- _What you have to do_:
Could every entry be set down once more, exactly as given?

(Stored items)
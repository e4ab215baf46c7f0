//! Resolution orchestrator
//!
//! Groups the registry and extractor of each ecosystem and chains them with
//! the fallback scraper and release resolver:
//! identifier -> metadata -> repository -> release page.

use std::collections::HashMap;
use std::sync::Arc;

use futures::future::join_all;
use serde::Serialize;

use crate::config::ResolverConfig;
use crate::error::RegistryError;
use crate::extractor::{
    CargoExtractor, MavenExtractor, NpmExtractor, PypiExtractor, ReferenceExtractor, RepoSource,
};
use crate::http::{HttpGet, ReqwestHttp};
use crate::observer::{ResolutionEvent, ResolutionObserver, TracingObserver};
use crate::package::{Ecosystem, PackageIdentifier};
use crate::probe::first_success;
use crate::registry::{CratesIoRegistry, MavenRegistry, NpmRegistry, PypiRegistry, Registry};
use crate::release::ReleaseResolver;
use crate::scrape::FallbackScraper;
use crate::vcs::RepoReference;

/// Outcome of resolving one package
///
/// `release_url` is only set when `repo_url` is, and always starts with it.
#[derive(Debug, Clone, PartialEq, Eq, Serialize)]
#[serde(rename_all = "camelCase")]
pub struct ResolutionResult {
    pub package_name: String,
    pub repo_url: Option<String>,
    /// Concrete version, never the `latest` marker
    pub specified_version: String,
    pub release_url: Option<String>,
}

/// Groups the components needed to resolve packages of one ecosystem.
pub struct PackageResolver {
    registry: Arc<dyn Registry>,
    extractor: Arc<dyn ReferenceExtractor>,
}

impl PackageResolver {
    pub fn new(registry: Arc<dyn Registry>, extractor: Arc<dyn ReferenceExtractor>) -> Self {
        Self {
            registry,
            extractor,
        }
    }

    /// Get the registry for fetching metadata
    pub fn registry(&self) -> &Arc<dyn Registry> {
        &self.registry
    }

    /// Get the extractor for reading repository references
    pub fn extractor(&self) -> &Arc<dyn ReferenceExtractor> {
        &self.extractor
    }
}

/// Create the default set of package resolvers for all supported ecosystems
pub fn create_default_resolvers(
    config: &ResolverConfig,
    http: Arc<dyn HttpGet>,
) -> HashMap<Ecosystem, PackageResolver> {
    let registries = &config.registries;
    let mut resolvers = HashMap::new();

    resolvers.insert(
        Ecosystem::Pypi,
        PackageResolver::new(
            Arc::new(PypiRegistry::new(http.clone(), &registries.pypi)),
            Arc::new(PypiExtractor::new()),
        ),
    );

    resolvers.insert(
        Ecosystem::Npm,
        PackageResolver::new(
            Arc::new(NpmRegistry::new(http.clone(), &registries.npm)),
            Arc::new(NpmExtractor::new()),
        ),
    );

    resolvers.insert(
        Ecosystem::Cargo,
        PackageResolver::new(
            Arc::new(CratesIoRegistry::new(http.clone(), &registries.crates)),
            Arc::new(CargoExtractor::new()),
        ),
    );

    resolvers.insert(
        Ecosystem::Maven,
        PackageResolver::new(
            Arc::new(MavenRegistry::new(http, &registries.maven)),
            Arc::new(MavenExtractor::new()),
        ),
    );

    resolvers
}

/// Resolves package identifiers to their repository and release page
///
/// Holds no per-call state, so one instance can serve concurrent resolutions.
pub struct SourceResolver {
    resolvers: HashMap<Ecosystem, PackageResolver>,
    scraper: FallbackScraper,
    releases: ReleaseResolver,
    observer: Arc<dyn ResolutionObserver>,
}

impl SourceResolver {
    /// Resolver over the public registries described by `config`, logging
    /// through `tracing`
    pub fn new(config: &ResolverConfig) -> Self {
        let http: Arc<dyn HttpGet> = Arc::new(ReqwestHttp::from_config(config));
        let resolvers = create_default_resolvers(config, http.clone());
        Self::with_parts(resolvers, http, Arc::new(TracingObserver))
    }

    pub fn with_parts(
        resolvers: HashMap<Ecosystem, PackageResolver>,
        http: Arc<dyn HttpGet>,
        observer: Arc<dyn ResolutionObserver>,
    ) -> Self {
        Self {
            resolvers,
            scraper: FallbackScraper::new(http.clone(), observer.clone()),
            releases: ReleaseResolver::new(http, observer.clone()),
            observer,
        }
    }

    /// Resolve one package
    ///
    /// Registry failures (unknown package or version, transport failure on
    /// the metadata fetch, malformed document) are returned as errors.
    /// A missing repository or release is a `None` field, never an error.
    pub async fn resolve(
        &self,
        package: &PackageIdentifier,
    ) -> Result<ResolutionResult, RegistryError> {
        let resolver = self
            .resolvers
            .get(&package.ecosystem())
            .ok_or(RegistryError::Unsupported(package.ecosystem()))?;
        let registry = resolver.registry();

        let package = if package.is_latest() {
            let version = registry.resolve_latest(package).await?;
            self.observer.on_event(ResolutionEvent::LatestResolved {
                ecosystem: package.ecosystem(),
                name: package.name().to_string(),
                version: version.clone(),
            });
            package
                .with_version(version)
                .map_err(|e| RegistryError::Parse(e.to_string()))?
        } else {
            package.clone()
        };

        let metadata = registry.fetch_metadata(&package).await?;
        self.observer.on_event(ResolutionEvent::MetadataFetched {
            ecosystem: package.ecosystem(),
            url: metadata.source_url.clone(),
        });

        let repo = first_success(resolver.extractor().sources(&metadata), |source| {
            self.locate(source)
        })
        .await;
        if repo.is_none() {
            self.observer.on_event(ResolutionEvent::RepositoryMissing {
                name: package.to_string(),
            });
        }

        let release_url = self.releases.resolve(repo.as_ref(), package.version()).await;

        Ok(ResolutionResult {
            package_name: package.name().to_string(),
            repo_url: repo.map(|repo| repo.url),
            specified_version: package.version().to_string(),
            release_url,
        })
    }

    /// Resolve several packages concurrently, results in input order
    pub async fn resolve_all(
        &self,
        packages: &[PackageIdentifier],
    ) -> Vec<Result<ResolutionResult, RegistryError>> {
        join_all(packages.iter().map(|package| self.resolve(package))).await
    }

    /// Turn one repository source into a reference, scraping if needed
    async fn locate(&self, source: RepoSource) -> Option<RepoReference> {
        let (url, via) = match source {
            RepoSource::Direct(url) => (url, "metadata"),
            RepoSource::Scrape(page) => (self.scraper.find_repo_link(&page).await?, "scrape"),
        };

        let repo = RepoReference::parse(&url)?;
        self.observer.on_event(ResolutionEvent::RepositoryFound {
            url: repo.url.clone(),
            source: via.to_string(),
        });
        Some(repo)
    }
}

- _Answer space_:
repository e4ab215baf46c7f0
//! Resolution orchestrator
//!
//! Groups the registry and extractor of each ecosystem and chains them with
//! the fallback scraper and release resolver:
//! identifier -> metadata -> repository -> release page.

use std::collections::HashMap;
use std::sync::Arc;

use futures::future::join_all;
use serde::Serialize;

use crate::config::ResolverConfig;
use crate::error::RegistryError;
use crate::extractor::{
    CargoExtractor, MavenExtractor, NpmExtractor, PypiExtractor, ReferenceExtractor, RepoSource,
};
use crate::http::{HttpGet, ReqwestHttp};
use crate::observer::{ResolutionEvent, ResolutionObserver, TracingObserver};
use crate::package::{Ecosystem, PackageIdentifier};
use crate::probe::first_success;
use crate::registry::{CratesIoRegistry, MavenRegistry, NpmRegistry, PypiRegistry, Registry};
use crate::release::ReleaseResolver;
use crate::scrape::FallbackScraper;
use crate::vcs::RepoReference;

/// Outcome of resolving one package
///
/// `release_url` is only set when `repo_url` is, and always starts with it.
#[derive(Debug, Clone, PartialEq, Eq, Serialize)]
#[serde(rename_all = "camelCase")]
pub struct ResolutionResult {
    pub package_name: String,
    pub repo_url: Option<String>,
    /// Concrete version, never the `latest` marker
    pub specified_version: String,
    pub release_url: Option<String>,
}

/// Groups the components needed to resolve packages of one ecosystem.
pub struct PackageResolver {
    registry: Arc<dyn Registry>,
    extractor: Arc<dyn ReferenceExtractor>,
}

impl PackageResolver {
    pub fn new(registry: Arc<dyn Registry>, extractor: Arc<dyn ReferenceExtractor>) -> Self {
        Self {
            registry,
            extractor,
        }
    }

    /// Get the registry for fetching metadata
    pub fn registry(&self) -> &Arc<dyn Registry> {
        &self.registry
    }

    /// Get the extractor for reading repository references
    pub fn extractor(&self) -> &Arc<dyn ReferenceExtractor> {
        &self.extractor
    }
}

/// Create the default set of package resolvers for all supported ecosystems
pub fn create_default_resolvers(
    config: &ResolverConfig,
    http: Arc<dyn HttpGet>,
) -> HashMap<Ecosystem, PackageResolver> {
    let registries = &config.registries;
    let mut resolvers = HashMap::new();

    resolvers.insert(
        Ecosystem::Pypi,
        PackageResolver::new(
            Arc::new(PypiRegistry::new(http.clone(), &registries.pypi)),
            Arc::new(PypiExtractor::new()),
        ),
    );

    resolvers.insert(
        Ecosystem::Npm,
        PackageResolver::new(
            Arc::new(NpmRegistry::new(http.clone(), &registries.npm)),
            Arc::new(NpmExtractor::new()),
        ),
    );

    resolvers.insert(
        Ecosystem::Cargo,
        PackageResolver::new(
            Arc::new(CratesIoRegistry::new(http.clone(), &registries.crates)),
            Arc::new(CargoExtractor::new()),
        ),
    );

    resolvers.insert(
        Ecosystem::Maven,
        PackageResolver::new(
            Arc::new(MavenRegistry::new(http, &registries.maven)),
            Arc::new(MavenExtractor::new()),
        ),
    );

    resolvers
}

/// Resolves package identifiers to their repository and release page
///
/// Holds no per-call state, so one instance can serve concurrent resolutions.
pub struct SourceResolver {
    resolvers: HashMap<Ecosystem, PackageResolver>,
    scraper: FallbackScraper,
    releases: ReleaseResolver,
    observer: Arc<dyn ResolutionObserver>,
}

impl SourceResolver {
    /// Resolver over the public registries described by `config`, logging
    /// through `tracing`
    pub fn new(config: &ResolverConfig) -> Self {
        let http: Arc<dyn HttpGet> = Arc::new(ReqwestHttp::from_config(config));
        let resolvers = create_default_resolvers(config, http.clone());
        Self::with_parts(resolvers, http, Arc::new(TracingObserver))
    }

    pub fn with_parts(
        resolvers: HashMap<Ecosystem, PackageResolver>,
        http: Arc<dyn HttpGet>,
        observer: Arc<dyn ResolutionObserver>,
    ) -> Self {
        Self {
            resolvers,
            scraper: FallbackScraper::new(http.clone(), observer.clone()),
            releases: ReleaseResolver::new(http, observer.clone()),
            observer,
        }
    }

    /// Resolve one package
    ///
    /// Registry failures (unknown package or version, transport failure on
    /// the metadata fetch, malformed document) are returned as errors.
    /// A missing repository or release is a `None` field, never an error.
    pub async fn resolve(
        &self,
        package: &PackageIdentifier,
    ) -> Result<ResolutionResult, RegistryError> {
        let resolver = self
            .resolvers
            .get(&package.ecosystem())
            .ok_or(RegistryError::Unsupported(package.ecosystem()))?;
        let registry = resolver.registry();

        let package = if package.is_latest() {
            let version = registry.resolve_latest(package).await?;
            self.observer.on_event(ResolutionEvent::LatestResolved {
                ecosystem: package.ecosystem(),
                name: package.name().to_string(),
                version: version.clone(),
            });
            package
                .with_version(version)
                .map_err(|e| RegistryError::Parse(e.to_string()))?
        } else {
            package.clone()
        };

        let metadata = registry.fetch_metadata(&package).await?;
        self.observer.on_event(ResolutionEvent::MetadataFetched {
            ecosystem: package.ecosystem(),
            url: metadata.source_url.clone(),
        });

        let repo = first_success(resolver.extractor().sources(&metadata), |source| {
            self.locate(source)
        })
        .await;
        if repo.is_none() {
            self.observer.on_event(ResolutionEvent::RepositoryMissing {
                name: package.to_string(),
            });
        }

        let release_url = self.releases.resolve(repo.as_ref(), package.version()).await;

        Ok(ResolutionResult {
            package_name: package.name().to_string(),
            repo_url: repo.map(|repo| repo.url),
            specified_version: package.version().to_string(),
            release_url,
        })
    }

    /// Resolve several packages concurrently, results in input order
    pub async fn resolve_all(
        &self,
        packages: &[PackageIdentifier],
    ) -> Vec<Result<ResolutionResult, RegistryError>> {
        join_all(packages.iter().map(|package| self.resolve(package))).await
    }

    /// Turn one repository source into a reference, scraping if needed
    async fn locate(&self, source: RepoSource) -> Option<RepoReference> {
        let (url, via) = match source {
            RepoSource::Direct(url) => (url, "metadata"),
            RepoSource::Scrape(page) => (self.scraper.find_repo_link(&page).await?, "scrape"),
        };

        let repo = RepoReference::parse(&url)?;
        self.observer.on_event(ResolutionEvent::RepositoryFound {
            url: repo.url.clone(),
            source: via.to_string(),
        });
        Some(repo)
    }
}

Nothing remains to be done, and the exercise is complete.